A importância do tempo de qualidade: como equilibrar trabalho, relações pragmáticas e momentos com quem amamos

Reza a lenda contemporânea que o “tempo de qualidade” compensaria a falta de “tempo em quantidade”. Essa foi a solução encontrada para justificar uma vida na qual o trabalho e as relações pragmáticas ocupam quase tudo e nos resignamos a ficar longe de quem amamos. Seria só mais uma das adaptações exigidas pelas sociedades individualistas se não se tratasse do tempo, matéria da qual a vida é feita.

De acordo com essa lenda, o tempo exigido pelas relações difere a depender da sua natureza. As amizades, diferentemente do amor romântico, são aquelas relações cujos grandes lapsos de tempo não são capazes de tirar o brilho. Nelas, os intervalos podem funcionar para reconhecermos nossas transformações. Não raro, encontros com velhos amigos remetem a um passado comum que se presta tanto à melancolia quanto à retificação subjetiva. Eles nos lembram que o tempo passa e nos obrigam a encarar se passamos bem ou mal.

Já o amor é urgente, correndo sempre o risco de se apagar na prolongada ausência do amado. Intensidade, premência e tempos curtos, a paixão não espera. Tampouco sustenta aquilo que na amizade é essencial: longe dos olhos, perto do coração. A morte de um amigo promove esse surpreendente delírio, sentimos que a qualquer momento ele nos procurará, é só uma questão de tempo. No amor, por outro lado, a perda exige que sigamos procurando outros amantes. Até para fazermos jus ao amor perdido.

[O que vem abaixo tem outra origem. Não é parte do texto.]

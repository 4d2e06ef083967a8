//! Precomputed bookkeeping that the defragmenter consumes: free-cluster
//! count, the work queue of occupied clusters, each file's chain, and the
//! aligned base offset each file will be moved to.

use crate::image::{ClusterIdx, Image, RootEntry, BAD, UNUSED};
use crate::ranges::Ranges;

/// Cached facts about an [`Image`] derived once before defragmentation
/// starts, mirroring the original tool's `cache_counts` pass but also
/// working out where each file belongs once clusters are packed.
#[derive(Debug, Clone)]
pub struct Cache {
    pub free_clusters_count: u32,
    pub occupied_work_queue: Vec<ClusterIdx>,
    pub chains: Vec<Vec<ClusterIdx>>,
    pub file_base_offset: Vec<ClusterIdx>,
    pub bad_ranges: Ranges,
}

impl Cache {
    /// Builds the cache from `image`'s current FAT and root directory. The
    /// image is assumed to have already passed [`crate::checker::check`].
    pub fn build(image: &Image) -> Self {
        let bad_ranges = image.bad_ranges();
        let primary = image.fat().primary();
        let real_cluster_count = image.real_cluster_count() as usize;

        let mut free_clusters_count = 0;
        let mut occupied_work_queue = Vec::new();
        for (idx, &entry) in primary.iter().enumerate().take(real_cluster_count) {
            let idx = idx as ClusterIdx;
            if entry == UNUSED {
                free_clusters_count += 1;
            } else if entry != BAD {
                occupied_work_queue.push(idx);
            }
        }

        let chains: Vec<Vec<ClusterIdx>> =
            (0..image.root().len()).map(|entry_idx| image.chain_for(entry_idx).unwrap_or_default()).collect();

        let file_base_offset = Self::compute_base_offsets(image.root(), image.cluster_size(), &bad_ranges);

        Self { free_clusters_count, occupied_work_queue, chains, file_base_offset, bad_ranges }
    }

    /// The offset each file should start at once every file is packed back
    /// to back in root-directory order, skipping over `BAD` clusters. File
    /// `i`'s base offset is the `n`-th non-`BAD` slot from 0, where `n` is
    /// the sum, over every file before it, of `(file_size / cluster_size) +
    /// 1` — the original's own accounting, which always reserves one spare
    /// cluster per file even when `file_size` divides `cluster_size`
    /// exactly. This is deliberately not the realized chain length: a file
    /// whose chain is shorter than its reserved allotment leaves a gap of
    /// that many spare clusters behind it after defragmentation.
    fn compute_base_offsets(root: &[RootEntry], cluster_size: u32, bad_ranges: &Ranges) -> Vec<ClusterIdx> {
        let mut offsets = Vec::with_capacity(root.len());
        let mut clusters_so_far: u32 = 0;

        for entry in root {
            let base = bad_ranges.nth_free_slot_from(0, clusters_so_far);
            offsets.push(base);
            clusters_so_far += entry.clusters_needed(cluster_size);
        }

        offsets
    }

    /// The aligned destination of the `offset_in_file`-th cluster (0-indexed)
    /// of file `entry_idx`: its base offset, advanced past any `BAD`
    /// clusters found along the way.
    pub fn aligned_position(&self, entry_idx: usize, offset_in_file: u32) -> ClusterIdx {
        let base = self.file_base_offset[entry_idx];
        self.bad_ranges.nth_free_slot_from(base, offset_in_file)
    }
}

#[cfg(test)]
mod tests {
    use super::*;
    use crate::image::{BootRecord, FatTables, RootEntry, FILE_END};

    fn two_file_image() -> Image {
        // clusters: 0=BAD, 1..=3 file A's chain, 4..=5 file B's chain
        let boot = BootRecord::new("vol", 12, 1, 16, 6, 0, "OK");
        let mut fat = FatTables::new_unused(1, 6);
        fat.set(0, 0, BAD);
        fat.set(0, 1, 2);
        fat.set(0, 2, 3);
        fat.set(0, 3, FILE_END);
        fat.set(0, 4, 5);
        fat.set(0, 5, FILE_END);

        let mut image = Image::new(boot, fat, Vec::new(), vec![vec![0u8; 16]; 6]);
        image.push_entry(RootEntry::new("a", "rwxrwxrwx", 1, 48, 1));
        image.push_entry(RootEntry::new("b", "rwxrwxrwx", 1, 32, 4));
        image
    }

    #[test]
    fn counts_free_and_occupied_clusters() {
        let image = two_file_image();
        let cache = Cache::build(&image);
        assert_eq!(cache.free_clusters_count, 0);
        assert_eq!(cache.occupied_work_queue.len(), 5);
        assert!(!cache.occupied_work_queue.contains(&0));
    }

    #[test]
    fn builds_chains_per_root_entry() {
        let image = two_file_image();
        let cache = Cache::build(&image);
        assert_eq!(cache.chains[0], vec![1, 2, 3]);
        assert_eq!(cache.chains[1], vec![4, 5]);
    }

    #[test]
    fn base_offsets_pack_files_back_to_back_skipping_bad_clusters() {
        let image = two_file_image();
        let cache = Cache::build(&image);
        // file A (size 48, cluster size 16) reserves 48/16 + 1 = 4 clusters
        // even though its actual chain is only 3 long; it starts at the 0th
        // non-BAD slot, which is 1.
        assert_eq!(cache.file_base_offset[0], 1);
        // file B starts right after A's 4 reserved clusters: the 4th
        // non-BAD slot from 0.
        assert_eq!(cache.file_base_offset[1], 5);
    }

    #[test]
    fn aligned_position_advances_within_a_files_run() {
        let image = two_file_image();
        let cache = Cache::build(&image);
        assert_eq!(cache.aligned_position(0, 0), 1);
        assert_eq!(cache.aligned_position(0, 1), 2);
        assert_eq!(cache.aligned_position(0, 2), 3);
        assert_eq!(cache.aligned_position(1, 0), 5);
        assert_eq!(cache.aligned_position(1, 1), 6);
    }
}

Com filhos a coisa se complica, pois há muitos tempos em jogo. Existem os começos, que nem sempre se dão entre pais e bebês —filhos podem chegar a qualquer momento da vida. Não há relação epistolar possível aqui, o corpo a corpo é inegociável. Trata-se de criar laços afetivos que não surgem por instinto, nem pela força da lei, nem das boas intenções. São grandes as expectativas e as ambivalências e elas colocam à prova o mais contingente dos afetos humanos: amaremos esse estranho que nos chega? É um amor que carrega a promessa de transmissão do nome, de entrada em uma linhagem, amor que nos representa narcisicamente. Esse é o tempo dos amores.

Uma vez irremediavelmente apaixonados pelos filhos, teremos que sustentar algo diferente, próprio das relações entre amigos, aquelas que se mantêm mesmo à distância. A tarefa aqui é criar um amor que assuma a iminente separação. Embora tenha parte com a amizade, é um erro acreditar que seremos amigos dos filhos “stricto sensu”. A palavra dos pais é carregada de orgulho e recriminação que não cabe entre amigos, pois temos planos mais ou menos inconfessos para o futuro dos nossos: que sejam felizes, que tenham essa ou aquela carreira, que tenham ou não descendência… enfim, expectativas foram criadas. Ainda que possamos nos sentir muito próximos e cúmplices deles com o passar dos anos, somos figuras a servirem de exemplo a ser superado.

Por fim, temos o tempo das grandes separações dos filhos, aquelas das distâncias físicas, das migrações, dos encontros esporádicos, anuais. A virtualidade cria a sensação da proximidade, mas ela não é capaz de produzir o encontro fortuito, no qual o olhar “pesca” o humor, o tom de voz.

O tempo de qualidade não é só o tempo da epifania e da brincadeira que busca compensar a privação da companhia. Ele deve incluir o mau humor, a briga, a cara amarrada, o choro, o desabafo, o tédio, o silêncio, o abraço espontâneo, o olhar cúmplice, a bobeira. O tempo só é de qualidade quando visa o íntimo e inclui na conta os desencontros, as tristezas.

O tempo de qualidade não prescinde da quantidade, pois nunca se sabe quando a vida acontecerá.